Previous studies of genetic testing in epilepsy have not been prospective and population-based. Therefore, the population-incidence of common genetic epilepsies remains unknown. A research study was conducted on Scotland to describe the incidence and phenotypic spectrum of the most common single-gene epilepsies in young children, and to calculate what proportion are amenable to precision therapy. This was a prospective national epidemiological cohort study. All children presenting with epilepsy before 36 months of age were eligible. Children presenting with recurrent prolonged (>10 min) febrile seizures; febrile or afebrile status epilepticus (>30 min); or with clusters of two or more febrile or afebrile seizures within a 24-h period were also eligible.
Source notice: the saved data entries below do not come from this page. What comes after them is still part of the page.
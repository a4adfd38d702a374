//! Staves and ledgers, the horizontal references of a system.

use serde::{Deserialize, Serialize};

use crate::types::{GlyphError, Rectangle};

/// Number of lines of a regular staff.
pub const STAFF_LINE_COUNT: u32 = 5;

/// A staff: a set of equally spaced horizontal lines.
///
/// Ordinates are expressed in system-local coordinates.
#[derive(Debug, Clone, Copy, PartialEq, Serialize, Deserialize)]
pub struct Staff {
    top: f64,
    line_spacing: f64,
    line_count: u32,
}

impl Staff {
    /// Create a staff whose first line lies at ordinate `top`.
    ///
    /// # Errors
    ///
    /// Returns [`GlyphError::InvalidConfig`] if `line_spacing` is not a
    /// positive finite number or if `line_count` is zero.
    pub fn new(top: f64, line_spacing: f64, line_count: u32) -> Result<Self, GlyphError> {
        if !(line_spacing.is_finite() && line_spacing > 0.0) {
            return Err(GlyphError::InvalidConfig(format!(
                "staff line spacing must be positive, got {line_spacing}"
            )));
        }
        if line_count == 0 {
            return Err(GlyphError::InvalidConfig(
                "staff must have at least one line".to_string(),
            ));
        }
        if !top.is_finite() {
            return Err(GlyphError::InvalidConfig(format!(
                "staff top must be finite, got {top}"
            )));
        }
        Ok(Self {
            top,
            line_spacing,
            line_count,
        })
    }

    /// A regular five-line staff.
    ///
    /// # Errors
    ///
    /// See [`Staff::new`].
    pub fn five_lines(top: f64, line_spacing: f64) -> Result<Self, GlyphError> {
        Self::new(top, line_spacing, STAFF_LINE_COUNT)
    }

    /// Ordinate of the first (top) line.
    #[must_use]
    pub const fn top(&self) -> f64 {
        self.top
    }

    /// Ordinate of the last (bottom) line.
    #[must_use]
    pub fn bottom(&self) -> f64 {
        self.line_y(self.line_count - 1)
    }

    /// Distance between two consecutive lines.
    #[must_use]
    pub const fn line_spacing(&self) -> f64 {
        self.line_spacing
    }

    /// Number of lines.
    #[must_use]
    pub const fn line_count(&self) -> u32 {
        self.line_count
    }

    /// Ordinate of line `index`, counted from the top.
    #[must_use]
    pub fn line_y(&self, index: u32) -> f64 {
        self.line_spacing.mul_add(f64::from(index), self.top)
    }

    /// Ordinate of the reference line, the middle line of the staff.
    #[must_use]
    pub fn reference_y(&self) -> f64 {
        self.line_spacing
            .mul_add(f64::from(self.line_count - 1) / 2.0, self.top)
    }

    /// Position of ordinate `y` in half line spacings from the reference
    /// line, positive downwards.
    #[must_use]
    pub fn pitch_position_of(&self, y: f64) -> f64 {
        2.0 * (y - self.reference_y()) / self.line_spacing
    }

    /// Vertical distance from `y` to the staff, zero within its lines.
    #[must_use]
    pub fn vertical_distance(&self, y: f64) -> f64 {
        if y < self.top {
            self.top - y
        } else {
            (y - self.bottom()).max(0.0)
        }
    }
}

/// A short horizontal line above or below a staff.
///
/// The contour is expressed in sheet coordinates.
#[derive(Debug, Clone, Copy, PartialEq, Eq, Serialize, Deserialize)]
pub struct Ledger {
    contour: Rectangle,
}

impl Ledger {
    /// Create a ledger with the given bounding box.
    #[must_use]
    pub const fn new(contour: Rectangle) -> Self {
        Self { contour }
    }

    /// Bounding box of the ledger.
    #[must_use]
    pub const fn contour(&self) -> Rectangle {
        self.contour
    }
}

/// Ledgers of a system, kept sorted by left abscissa together with the
/// largest ledger width.
#[derive(Debug, Clone, Default, PartialEq, Eq)]
pub struct LedgerList {
    ledgers: Vec<Ledger>,
    max_width: i32,
}

impl LedgerList {
    /// Create an empty list.
    #[must_use]
    pub fn new() -> Self {
        Self::default()
    }

    /// Insert a ledger at its sorted position.
    pub fn insert(&mut self, ledger: Ledger) {
        let at = self
            .ledgers
            .partition_point(|l| l.contour.x <= ledger.contour.x);
        self.max_width = self.max_width.max(ledger.contour.width);
        self.ledgers.insert(at, ledger);
    }

    /// Restore the ordering and recompute the maximum width.
    pub fn normalize(&mut self) {
        self.ledgers.sort_by_key(|l| l.contour.x);
        self.max_width = self
            .ledgers
            .iter()
            .map(|l| l.contour.width)
            .max()
            .unwrap_or(0);
    }

    /// The ledgers, sorted by left abscissa.
    #[must_use]
    pub fn as_slice(&self) -> &[Ledger] {
        &self.ledgers
    }

    /// Width of the widest ledger.
    #[must_use]
    pub const fn max_width(&self) -> i32 {
        self.max_width
    }

    /// Number of ledgers.
    #[must_use]
    pub fn len(&self) -> usize {
        self.ledgers.len()
    }

    /// Returns `true` if there is no ledger.
    #[must_use]
    pub fn is_empty(&self) -> bool {
        self.ledgers.is_empty()
    }

    /// Index of the first ledger whose left abscissa is at least `x`.
    #[must_use]
    pub fn index_at_x(&self, x: i32) -> usize {
        self.ledgers.partition_point(|l| l.contour.x < x)
    }

    /// The only ledgers that may intersect `area`.
    ///
    /// A ledger starting more than the maximum width to the left of
    /// `area` cannot reach it, nor can one starting to its right.
    #[must_use]
    pub fn candidates(&self, area: &Rectangle) -> &[Ledger] {
        let start = self.index_at_x(area.x - self.max_width);
        if start >= self.ledgers.len() {
            return &[];
        }
        let stop = self.index_at_x(area.right() + 1).max(start);
        &self.ledgers[start..stop]
    }

    /// The first ledger intersecting `area`, if any.
    #[must_use]
    pub fn first_intersecting(&self, area: &Rectangle) -> Option<&Ledger> {
        self.candidates(area)
            .iter()
            .find(|l| l.contour.intersects(area))
    }
}

impl FromIterator<Ledger> for LedgerList {
    fn from_iter<I: IntoIterator<Item = Ledger>>(iter: I) -> Self {
        let mut list = Self {
            ledgers: iter.into_iter().collect(),
            max_width: 0,
        };
        list.normalize();
        list
    }
}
Participants were recruited from all 20 regional paediatric departments and four tertiary children's hospitals in Scotland over a 3-year period. DNA samples were tested on a custom-designed 104-gene epilepsy panel. Detailed clinical information was systematically gathered at initial presentation and during follow-up. Clinical and genetic data were reviewed by a multidisciplinary team of clinicians and genetic scientists. The pathogenic significance of the genetic variants was assessed in accordance with the guidelines of UK Association of Clinical Genetic Science (ACGS).
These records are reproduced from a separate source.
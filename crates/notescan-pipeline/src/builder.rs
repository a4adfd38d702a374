//! Building, inserting and removing the glyphs of a sheet.
//!
//! [`GlyphsBuilder`] is the only place where sections get claimed by a
//! glyph. New glyphs come either from flood-filling the unclaimed
//! sections of a system ([`GlyphsBuilder::retrieve_system_glyphs`]) or
//! from merging existing glyphs ([`GlyphsBuilder::build_compound`]).
//! Either way they stay transient until passed to
//! [`GlyphsBuilder::insert`].
//!
//! Removing a glyph only cuts the links from its sections when asked to.
//! A glyph removed without cutting leaves its sections claimed, so the
//! next extraction does not rebuild anything out of them.

use std::collections::BTreeSet;

use tracing::{debug, info, trace, warn};

use crate::extract;
use crate::features::FeatureComputer;
use crate::glyph::{Glyph, GlyphId};
use crate::section::SectionId;
use crate::shape::Shape;
use crate::sheet::Sheet;
use crate::store::Registration;
use crate::system::SystemId;
use crate::types::{GlyphConfig, GlyphError};

/// Sheet-dedicated builder of glyphs.
#[derive(Debug)]
pub struct GlyphsBuilder<'a> {
    sheet: &'a mut Sheet,
    config: GlyphConfig,
}

impl<'a> GlyphsBuilder<'a> {
    /// Create a builder working on `sheet` with the given tolerances.
    #[must_use]
    pub const fn new(sheet: &'a mut Sheet, config: GlyphConfig) -> Self {
        Self { sheet, config }
    }

    /// The sheet being worked on.
    #[must_use]
    pub const fn sheet(&self) -> &Sheet {
        self.sheet
    }

    /// Compute the features of a transient glyph as seen from `system`.
    ///
    /// # Errors
    ///
    /// See [`FeatureComputer::compute`].
    pub fn compute_features(&self, system: SystemId, glyph: &mut Glyph) -> Result<(), GlyphError> {
        FeatureComputer::new(self.sheet, &self.config).compute(system, glyph)
    }

    /// Merge the sections of `parts` into a new, unregistered glyph.
    ///
    /// The member sections are left untouched and the parts keep their
    /// registration: nothing changes until the compound is inserted.
    /// Features are computed against the system found at the top of the
    /// compound.
    ///
    /// # Errors
    ///
    /// Returns [`GlyphError::EmptyGlyph`] if `parts` is empty,
    /// [`GlyphError::UnknownGlyph`] for an unregistered part, and
    /// [`GlyphError::NoSystemAt`] if no system lies at the compound top.
    pub fn build_compound(&self, parts: &[GlyphId]) -> Result<Glyph, GlyphError> {
        if parts.is_empty() {
            return Err(GlyphError::EmptyGlyph);
        }
        let mut members: BTreeSet<SectionId> = BTreeSet::new();
        for &part in parts {
            members.extend(self.sheet.glyph(part)?.members());
        }

        let mut compound = Glyph::from_sections(self.sheet.sections(), members)?;
        compound.set_parts(parts.to_vec());

        let system = self.sheet.system_at_y(compound.contour().y)?;
        self.compute_features(system, &mut compound)?;
        Ok(compound)
    }

    /// Register a glyph, claim its sections and add it to its system.
    ///
    /// When `system` is `None`, the system is the one found at the top
    /// of the glyph contour. When the glyph is a compound, its parts are
    /// first detached: they point to the compound, lose their shape and
    /// leave the system, while their sections are not unclaimed.
    ///
    /// If a glyph with the same members was registered before, that glyph
    /// stays the glyph of record: it keeps its id and shape and takes the
    /// freshly computed features.
    ///
    /// # Errors
    ///
    /// Returns [`GlyphError::NoSystemAt`] or [`GlyphError::UnknownSystem`]
    /// if the system cannot be resolved, and [`GlyphError::UnknownGlyph`]
    /// if a part is not registered.
    pub fn insert(&mut self, mut glyph: Glyph, system: Option<SystemId>) -> Result<GlyphId, GlyphError> {
        let system = match system {
            Some(id) => self.sheet.system(id)?.id(),
            None => self.sheet.system_at_y(glyph.contour().y)?,
        };
        let parts = glyph.parts().to_vec();
        for &part in &parts {
            self.sheet.glyph(part)?;
        }

        if glyph.interline() == 0 {
            glyph.set_interline(self.sheet.scale().interline());
        }

        let registration = self.sheet.store_mut().register(glyph);
        let id = registration.id();
        if let Registration::Existing(_) = registration {
            trace!(glyph = %id, "reusing registered glyph");
        }

        for part in parts.into_iter().filter(|&part| part != id) {
            let detached = self.sheet.glyph_mut(part)?;
            detached.set_part_of(Some(id));
            detached.set_shape(Some(Shape::NoLegalShape));
            self.remove(part, Some(system), false)?;
        }

        let members: Vec<SectionId> = self.sheet.glyph(id)?.members().iter().copied().collect();
        for section in members {
            self.sheet.sections_mut().set_glyph(section, Some(id))?;
        }
        self.sheet.system_mut(system)?.add_glyph(id);

        Ok(id)
    }

    /// Remove a glyph from its system.
    ///
    /// When `system` is `None`, it is resolved from the top of the glyph
    /// contour. If the system does not hold the glyph, its closest
    /// neighbour is tried; failing that, the inconsistency is logged and
    /// the removal carries on. Sections still pointing to the glyph are
    /// unclaimed only when `cut_sections` is set.
    ///
    /// # Errors
    ///
    /// Returns [`GlyphError::UnknownGlyph`] if the glyph was never
    /// registered, and [`GlyphError::NoSystemAt`] or
    /// [`GlyphError::UnknownSystem`] if the system cannot be resolved.
    pub fn remove(
        &mut self,
        id: GlyphId,
        system: Option<SystemId>,
        cut_sections: bool,
    ) -> Result<(), GlyphError> {
        let glyph = self.sheet.glyph(id)?;
        let y = glyph.contour().y;
        let members: Vec<SectionId> = if cut_sections {
            glyph.members().iter().copied().collect()
        } else {
            Vec::new()
        };

        let system = match system {
            Some(system) => system,
            None => self.sheet.system_at_y(y)?,
        };

        if !self.sheet.system_mut(system)?.remove_glyph(id) {
            match self.sheet.closest_system(system, y) {
                Some(closest) => {
                    if !self.sheet.system_mut(closest)?.remove_glyph(id) {
                        warn!(glyph = %id, %system, %closest, "cannot find glyph close to system");
                    }
                }
                None => warn!(glyph = %id, %system, "cannot find glyph in system"),
            }
        }

        for section in members {
            if self.sheet.sections().glyph_of(section) == Some(id) {
                self.sheet.sections_mut().set_glyph(section, None)?;
            }
        }

        Ok(())
    }

    /// Remove, without cutting sections, every glyph of `system` that is
    /// no longer active. Returns the number of glyphs removed.
    ///
    /// # Errors
    ///
    /// Returns [`GlyphError::UnknownSystem`] if the system does not exist.
    pub fn remove_inactive(&mut self, system: SystemId) -> Result<usize, GlyphError> {
        let graph = self.sheet.sections();
        let store = self.sheet.store();
        let inactive: Vec<GlyphId> = self
            .sheet
            .system(system)?
            .glyphs()
            .iter()
            .copied()
            .filter(|&id| store.get(id).is_some_and(|g| !g.is_active(graph)))
            .collect();

        for &id in &inactive {
            self.remove(id, Some(system), false)?;
        }
        if !inactive.is_empty() {
            debug!(%system, count = inactive.len(), "removed inactive glyphs");
        }
        Ok(inactive.len())
    }

    /// Build glyphs out of the unclaimed sections of `system`.
    ///
    /// Returns the number of glyphs built.
    ///
    /// # Errors
    ///
    /// Returns [`GlyphError::UnknownSystem`] if the system does not exist.
    pub fn retrieve_system_glyphs(&mut self, system: SystemId) -> Result<usize, GlyphError> {
        let memberships = extract::system_memberships(self.sheet.sections(), self.sheet.system(system)?);
        let count = memberships.len();

        for members in memberships {
            let mut glyph = Glyph::from_sections(self.sheet.sections(), members)?;
            self.compute_features(system, &mut glyph)?;
            self.insert(glyph, Some(system))?;
        }

        debug!(%system, count, "glyphs built");
        Ok(count)
    }

    /// Drop the stale glyphs of `system`, then build new glyphs from the
    /// sections left unclaimed.
    ///
    /// # Errors
    ///
    /// Returns [`GlyphError::UnknownSystem`] if the system does not exist.
    pub fn extract_new_system_glyphs(&mut self, system: SystemId) -> Result<usize, GlyphError> {
        self.remove_inactive(system)?;
        self.retrieve_system_glyphs(system)
    }

    /// Build new glyphs in every system of the sheet, returning the total.
    ///
    /// # Errors
    ///
    /// Propagates the first error raised by a system.
    pub fn retrieve_glyphs(&mut self) -> Result<usize, GlyphError> {
        self.sheet.prepare_horizontals();

        let systems: Vec<SystemId> = self.sheet.system_ids().collect();
        let mut total = 0;
        for system in systems {
            total += self.retrieve_system_glyphs(system)?;
        }

        if total > 0 {
            info!(count = total, "glyph{} found", if total > 1 { "s" } else { "" });
        } else {
            info!("No glyph found");
        }
        Ok(total)
    }
}
//! Shared types for the notescan glyph pipeline.

use serde::{Deserialize, Serialize};

use crate::glyph::GlyphId;
use crate::system::SystemId;

/// A 2D point in sheet (or system-local) coordinates.
#[derive(Debug, Clone, Copy, PartialEq, Serialize, Deserialize)]
pub struct Point {
    /// Horizontal position (pixels from left edge).
    pub x: f64,
    /// Vertical position (pixels from top edge).
    pub y: f64,
}

impl Point {
    /// Create a new point.
    #[must_use]
    pub const fn new(x: f64, y: f64) -> Self {
        Self { x, y }
    }
}

/// An axis-aligned integer rectangle, in pixels.
///
/// `x`/`y` is the top-left corner; the rectangle covers the half-open
/// ranges `x..x + width` and `y..y + height`.
#[derive(Debug, Clone, Copy, PartialEq, Eq, Hash, Default, Serialize, Deserialize)]
pub struct Rectangle {
    /// Left abscissa.
    pub x: i32,
    /// Top ordinate.
    pub y: i32,
    /// Horizontal extent.
    pub width: i32,
    /// Vertical extent.
    pub height: i32,
}

impl Rectangle {
    /// Create a new rectangle.
    #[must_use]
    pub const fn new(x: i32, y: i32, width: i32, height: i32) -> Self {
        Self {
            x,
            y,
            width,
            height,
        }
    }

    /// Abscissa one past the right-most column.
    #[must_use]
    pub const fn right(&self) -> i32 {
        self.x.saturating_add(self.width)
    }

    /// Ordinate one past the bottom-most row.
    #[must_use]
    pub const fn bottom(&self) -> i32 {
        self.y.saturating_add(self.height)
    }

    /// Returns `true` if the rectangle covers no pixel.
    #[must_use]
    pub const fn is_empty(&self) -> bool {
        self.width <= 0 || self.height <= 0
    }

    /// Returns `true` if both rectangles share at least one pixel.
    ///
    /// Empty rectangles never intersect anything, and rectangles that
    /// merely touch along an edge do not intersect.
    #[must_use]
    pub const fn intersects(&self, other: &Self) -> bool {
        if self.is_empty() || other.is_empty() {
            return false;
        }
        self.x < other.right()
            && other.x < self.right()
            && self.y < other.bottom()
            && other.y < self.bottom()
    }

    /// Smallest rectangle containing both rectangles.
    #[must_use]
    pub fn union(&self, other: &Self) -> Self {
        let x = self.x.min(other.x);
        let y = self.y.min(other.y);
        let right = self.right().max(other.right());
        let bottom = self.bottom().max(other.bottom());
        Self::new(x, y, right.saturating_sub(x), bottom.saturating_sub(y))
    }

    /// Grow the rectangle by `dx` on the left and right sides and by
    /// `dy` on the top and bottom sides.
    ///
    /// Coordinates saturate at the `i32` bounds.
    #[must_use]
    pub const fn grown(&self, dx: i32, dy: i32) -> Self {
        Self::new(
            self.x.saturating_sub(dx),
            self.y.saturating_sub(dy),
            self.width.saturating_add(dx.saturating_mul(2)),
            self.height.saturating_add(dy.saturating_mul(2)),
        )
    }
}

/// A length expressed as a fraction of the sheet interline.
///
/// Converted to pixels via [`Scale::to_pixels`](crate::scale::Scale::to_pixels).
#[derive(Debug, Clone, Copy, PartialEq, PartialOrd, Serialize, Deserialize)]
#[serde(transparent)]
pub struct Fraction(pub f64);

impl Fraction {
    /// Create a new fraction of interline.
    #[must_use]
    pub const fn new(value: f64) -> Self {
        Self(value)
    }

    /// The raw interline fraction.
    #[must_use]
    pub const fn value(self) -> f64 {
        self.0
    }
}

/// Box tolerances used by glyph feature computation.
///
/// Every value is a fraction of the sheet interline.
#[derive(Debug, Clone, Copy, PartialEq, Serialize, Deserialize)]
#[serde(default)]
pub struct GlyphConfig {
    /// Box heightening to check intersection with a ledger.
    pub ledger_heighten: Fraction,
    /// Box widening to check intersection with a stem.
    pub stem_widen: Fraction,
    /// Box heightening to check intersection with a stem.
    pub stem_heighten: Fraction,
}

impl GlyphConfig {
    /// Default box heightening for ledger checks.
    pub const DEFAULT_LEDGER_HEIGHTEN: Fraction = Fraction(0.1);
    /// Default box widening for stem checks.
    pub const DEFAULT_STEM_WIDEN: Fraction = Fraction(0.1);
    /// Default box heightening for stem checks.
    pub const DEFAULT_STEM_HEIGHTEN: Fraction = Fraction(0.1);
    /// Largest accepted tolerance.
    pub const MAX_TOLERANCE: Fraction = Fraction(4.0);

    /// Check that every tolerance is a finite fraction between zero and
    /// [`MAX_TOLERANCE`](Self::MAX_TOLERANCE).
    ///
    /// # Errors
    ///
    /// Returns [`GlyphError::InvalidConfig`] naming the first offending
    /// field.
    pub fn validate(&self) -> Result<(), GlyphError> {
        check_tolerance("ledger_heighten", self.ledger_heighten)?;
        check_tolerance("stem_widen", self.stem_widen)?;
        check_tolerance("stem_heighten", self.stem_heighten)
    }
}

impl Default for GlyphConfig {
    fn default() -> Self {
        Self {
            ledger_heighten: Self::DEFAULT_LEDGER_HEIGHTEN,
            stem_widen: Self::DEFAULT_STEM_WIDEN,
            stem_heighten: Self::DEFAULT_STEM_HEIGHTEN,
        }
    }
}

/// Thresholds used to pick stem seeds among the vertical sections.
#[derive(Debug, Clone, Copy, PartialEq, Serialize, Deserialize)]
#[serde(default)]
pub struct StemConfig {
    /// Maximum section width for a stem seed.
    pub max_thickness: Fraction,
    /// Minimum section height for a stem seed.
    pub min_length: Fraction,
}

impl StemConfig {
    /// Default maximum stem thickness.
    pub const DEFAULT_MAX_THICKNESS: Fraction = Fraction(0.3);
    /// Default minimum stem length.
    pub const DEFAULT_MIN_LENGTH: Fraction = Fraction(2.0);

    /// Check that both thresholds are finite, non-negative fractions.
    ///
    /// # Errors
    ///
    /// Returns [`GlyphError::InvalidConfig`] naming the first offending
    /// field.
    pub fn validate(&self) -> Result<(), GlyphError> {
        check_fraction("max_thickness", self.max_thickness)?;
        check_fraction("min_length", self.min_length)
    }
}

impl Default for StemConfig {
    fn default() -> Self {
        Self {
            max_thickness: Self::DEFAULT_MAX_THICKNESS,
            min_length: Self::DEFAULT_MIN_LENGTH,
        }
    }
}

/// Configuration for the whole processing pipeline.
#[derive(Debug, Clone, Copy, PartialEq, Default, Serialize, Deserialize)]
#[serde(default)]
pub struct PipelineConfig {
    /// Tolerances for glyph feature computation.
    pub glyphs: GlyphConfig,
    /// Thresholds for stem seed retrieval.
    pub stems: StemConfig,
}

impl PipelineConfig {
    /// Validate every nested configuration.
    ///
    /// # Errors
    ///
    /// Returns [`GlyphError::InvalidConfig`] on the first invalid value.
    pub fn validate(&self) -> Result<(), GlyphError> {
        self.glyphs.validate()?;
        self.stems.validate()
    }
}

fn check_tolerance(name: &str, fraction: Fraction) -> Result<(), GlyphError> {
    check_fraction(name, fraction)?;
    if fraction > GlyphConfig::MAX_TOLERANCE {
        return Err(GlyphError::InvalidConfig(format!(
            "{name} must not exceed {} interlines, got {}",
            GlyphConfig::MAX_TOLERANCE.value(),
            fraction.value()
        )));
    }
    Ok(())
}

fn check_fraction(name: &str, fraction: Fraction) -> Result<(), GlyphError> {
    if fraction.value().is_finite() && fraction.value() >= 0.0 {
        Ok(())
    } else {
        Err(GlyphError::InvalidConfig(format!(
            "{name} must be a finite, non-negative interline fraction, got {}",
            fraction.value()
        )))
    }
}

/// Errors raised by glyph building and registration.
#[derive(Debug, Clone, PartialEq, Eq, thiserror::Error)]
pub enum GlyphError {
    /// A glyph with no member section was handed to an operation that
    /// needs geometry.
    #[error("glyph has no member section")]
    EmptyGlyph,

    /// No system of the sheet contains or borders the given ordinate.
    #[error("no system found at ordinate {y}")]
    NoSystemAt {
        /// The ordinate that could not be resolved.
        y: i32,
    },

    /// The system id does not belong to the sheet.
    #[error("unknown system #{0}")]
    UnknownSystem(SystemId),

    /// The glyph id was never registered.
    #[error("unknown glyph #{0}")]
    UnknownGlyph(GlyphId),

    /// The section index does not belong to the section graph.
    #[error("unknown section #{0}")]
    UnknownSection(usize),

    /// A section was described with no pixel.
    #[error("invalid section: {0}")]
    InvalidSection(String),

    /// Configuration is invalid.
    #[error("invalid glyph configuration: {0}")]
    InvalidConfig(String),
}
The speaker, Dr Joseph Symonds graduated from the University of Dundee in 2008 and also has a BSc degree in International Health from the University of Leeds (2007). He has been a trainee in paediatrics in Aberdeen, Inverness and Glasgow and is currently registered with the University of Glasgow as a PhD student. His major research interest is in the genetics of childhood onset epilepsies.

His current PhD thesis focusses on the clinical utility of genetic diagnostic techniques - including Sanger sequencing, Gene Panel testing, Chromosomal Microarray and Whole Genome Sequencing - for identifying underlying causes of epilepsy and guiding management. He has developed a specific interest in the epilepsy caused by truncation variants in the SMC1A gene and he has several ongoing projects investigating this gene. He receives research funding support from Glasgow Children's Hospital Charity and Tenovus Scotland.